Each line from the one containing "Insert a new" through the last line of the entries below is to be transcribed exactly. Nothing else belongs in the reply.

——————————

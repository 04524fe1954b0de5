//! Media metadata records and the durable index contract

use std::path::PathBuf;
use std::time::{SystemTime, UNIX_EPOCH};

use async_trait::async_trait;
use serde::{Deserialize, Serialize};
use thiserror::Error;

/// One logical piece of content visible under a specific identity.
///
/// (`origin`, `media_id`) is unique. Several records may share the same
/// `content_hash` and `location` (deduplicated bytes); a location is
/// never deleted while any record still references it.
#[derive(Debug, Clone, PartialEq, Serialize, Deserialize)]
pub struct MediaRecord {
    /// Owning server name
    pub origin: String,
    /// Opaque identifier, unique per origin
    pub media_id: String,
    /// Display filename supplied at upload, if any
    pub upload_name: Option<String>,
    pub content_type: String,
    /// Uploader; absent for federated remote media
    pub user_id: Option<String>,
    /// Lowercase hex SHA-256 of the raw bytes
    pub content_hash: String,
    pub size_bytes: u64,
    /// Where the bytes live
    pub location: PathBuf,
    /// Creation time, epoch milliseconds
    pub created_ts: u64,
}

/// Identifies one in-flight or completed remote download.
#[derive(Debug, Clone, PartialEq, Eq, Hash)]
pub struct RemoteFetchKey {
    pub origin: String,
    pub media_id: String,
}

impl RemoteFetchKey {
    pub fn new(origin: &str, media_id: &str) -> Self {
        Self {
            origin: origin.to_string(),
            media_id: media_id.to_string(),
        }
    }
}

impl std::fmt::Display for RemoteFetchKey {
    fn fmt(&self, f: &mut std::fmt::Formatter<'_>) -> std::fmt::Result {
        write!(f, "{}/{}", self.origin, self.media_id)
    }
}

/// Errors from the durable metadata index
#[derive(Error, Debug, Clone, PartialEq)]
pub enum IndexError {
    #[error("a record already exists for {origin}/{media_id}")]
    Duplicate { origin: String, media_id: String },

    #[error("index backend error: {0}")]
    Backend(String),
}

/// The durable metadata store.
///
/// Implementations must enforce uniqueness on (`origin`, `media_id`),
/// which is the final arbiter when concurrent ingestions race, and must
/// return `get_by_hash` results ordered by `created_ts` ascending so
/// duplicate resolution is deterministic.
#[async_trait]
pub trait MediaIndex: Send + Sync {
    /// All records whose bytes hash to `content_hash`, oldest first.
    async fn get_by_hash(&self, content_hash: &str) -> Result<Vec<MediaRecord>, IndexError>;

    /// Insert a new record. Fails with [`IndexError::Duplicate`] when
    /// (`origin`, `media_id`) is already taken.
    async fn insert(&self, record: &MediaRecord) -> Result<(), IndexError>;

    /// Look up one record by identity.
    async fn get(&self, origin: &str, media_id: &str) -> Result<Option<MediaRecord>, IndexError>;
}

/// Current time as epoch milliseconds.
pub fn now_millis() -> u64 {
    SystemTime::now()
        .duration_since(UNIX_EPOCH)
        .map(|d| d.as_millis() as u64)
        .unwrap_or(0)
}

——————————

* EXERCISE RESULT
    /// Insert a new record. Fails with [`IndexError::Duplicate`] when
    /// (`origin`, `media_id`) is already taken.
    async fn insert(&self, record: &MediaRecord) -> Result<(), IndexError>;

    /// Look up one record by identity.
    async fn get(&self, origin: &str, media_id: &str) -> Result<Option<MediaRecord>, IndexError>;
}

/// Current time as epoch milliseconds.
pub fn now_millis() -> u64 {
    SystemTime::now()
        .duration_since(UNIX_EPOCH)
        .map(|d| d.as_millis() as u64)
        .unwrap_or(0)
}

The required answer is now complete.